use crate::error::TrainingResult;
use chrono::{DateTime, Local};
use std::path::{Path, PathBuf};

pub const DEFAULT_OUTPUT_DIR: &str = "./output";
pub const SNAPSHOT_MANIFEST_FILE: &str = "snapshots.json";
pub const LAST_SNAPSHOT_DIR: &str = "last_snapshot";

/// Default save directory: `./output/model_save-<timestamp>`.
#[must_use]
pub fn default_model_save_dir(now: DateTime<Local>) -> PathBuf {
    PathBuf::from(DEFAULT_OUTPUT_DIR).join(format!("model_save-{}", now.format("%Y-%m-%d-%H:%M:%S")))
}

/// Filesystem layout of one run: where snapshots and logs go.
///
/// ```text
/// <model_save_dir>/snapshot_<name>/
/// <model_save_dir>/last_snapshot/
/// <model_save_dir>/snapshots.json
/// <log_dir>/summary.csv
/// ```
#[derive(Debug, Clone)]
pub struct RunLayout {
    model_save_dir: PathBuf,
    log_dir: PathBuf,
}

impl RunLayout {
    #[must_use]
    pub fn new(model_save_dir: PathBuf, log_dir: PathBuf) -> Self {
        Self { model_save_dir, log_dir }
    }

    #[must_use]
    pub fn model_save_dir(&self) -> &Path {
        &self.model_save_dir
    }

    #[must_use]
    pub fn log_dir(&self) -> &Path {
        &self.log_dir
    }

    #[must_use]
    pub fn snapshot_dir(&self, name: &str) -> PathBuf {
        self.model_save_dir.join(format!("snapshot_{name}"))
    }

    #[must_use]
    pub fn last_snapshot_dir(&self) -> PathBuf {
        self.model_save_dir.join(LAST_SNAPSHOT_DIR)
    }

    #[must_use]
    pub fn manifest_path(&self) -> PathBuf {
        self.model_save_dir.join(SNAPSHOT_MANIFEST_FILE)
    }

    #[must_use]
    pub fn summary_path(&self) -> PathBuf {
        self.log_dir.join(crate::summary::SUMMARY_FILE_NAME)
    }

    pub fn ensure_dirs(&self) -> TrainingResult<()> {
        std::fs::create_dir_all(&self.model_save_dir)?;
        std::fs::create_dir_all(&self.log_dir)?;
        Ok(())
    }
}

^^^^^^^^^^^^^^^^

> _AIM OF THE EXERCISE_
Return the records above in their entirety, exactly as they appear.

> _WORKED SOLUTION_
use crate::error::TrainingResult;
use chrono::{DateTime, Local};
use std::path::{Path, PathBuf};

pub const DEFAULT_OUTPUT_DIR: &str = "./output";
pub const SNAPSHOT_MANIFEST_FILE: &str = "snapshots.json";
pub const LAST_SNAPSHOT_DIR: &str = "last_snapshot";

/// Default save directory: `./output/model_save-<timestamp>`.
#[must_use]
pub fn default_model_save_dir(now: DateTime<Local>) -> PathBuf {
    PathBuf::from(DEFAULT_OUTPUT_DIR).join(format!("model_save-{}", now.format("%Y-%m-%d-%H:%M:%S")))
}

/// Filesystem layout of one run: where snapshots and logs go.
///
/// ```text
/// <model_save_dir>/snapshot_<name>/
/// <model_save_dir>/last_snapshot/
/// <model_save_dir>/snapshots.json
/// <log_dir>/summary.csv
/// ```
#[derive(Debug, Clone)]
pub struct RunLayout {
    model_save_dir: PathBuf,
    log_dir: PathBuf,
}

impl RunLayout {
    #[must_use]
    pub fn new(model_save_dir: PathBuf, log_dir: PathBuf) -> Self {
        Self { model_save_dir, log_dir }
    }

    #[must_use]
    pub fn model_save_dir(&self) -> &Path {
        &self.model_save_dir
    }

    #[must_use]
    pub fn log_dir(&self) -> &Path {
        &self.log_dir
    }

    #[must_use]
    pub fn snapshot_dir(&self, name: &str) -> PathBuf {
        self.model_save_dir.join(format!("snapshot_{name}"))
    }

    #[must_use]
    pub fn last_snapshot_dir(&self) -> PathBuf {
        self.model_save_dir.join(LAST_SNAPSHOT_DIR)
    }

    #[must_use]
    pub fn manifest_path(&self) -> PathBuf {
        self.model_save_dir.join(SNAPSHOT_MANIFEST_FILE)
    }

    #[must_use]
    pub fn summary_path(&self) -> PathBuf {
        self.log_dir.join(crate::summary::SUMMARY_FILE_NAME)
    }

    pub fn ensure_dirs(&self) -> TrainingResult<()> {
        std::fs::create_dir_all(&self.model_save_dir)?;
        std::fs::create_dir_all(&self.log_dir)?;
        Ok(())
    }
}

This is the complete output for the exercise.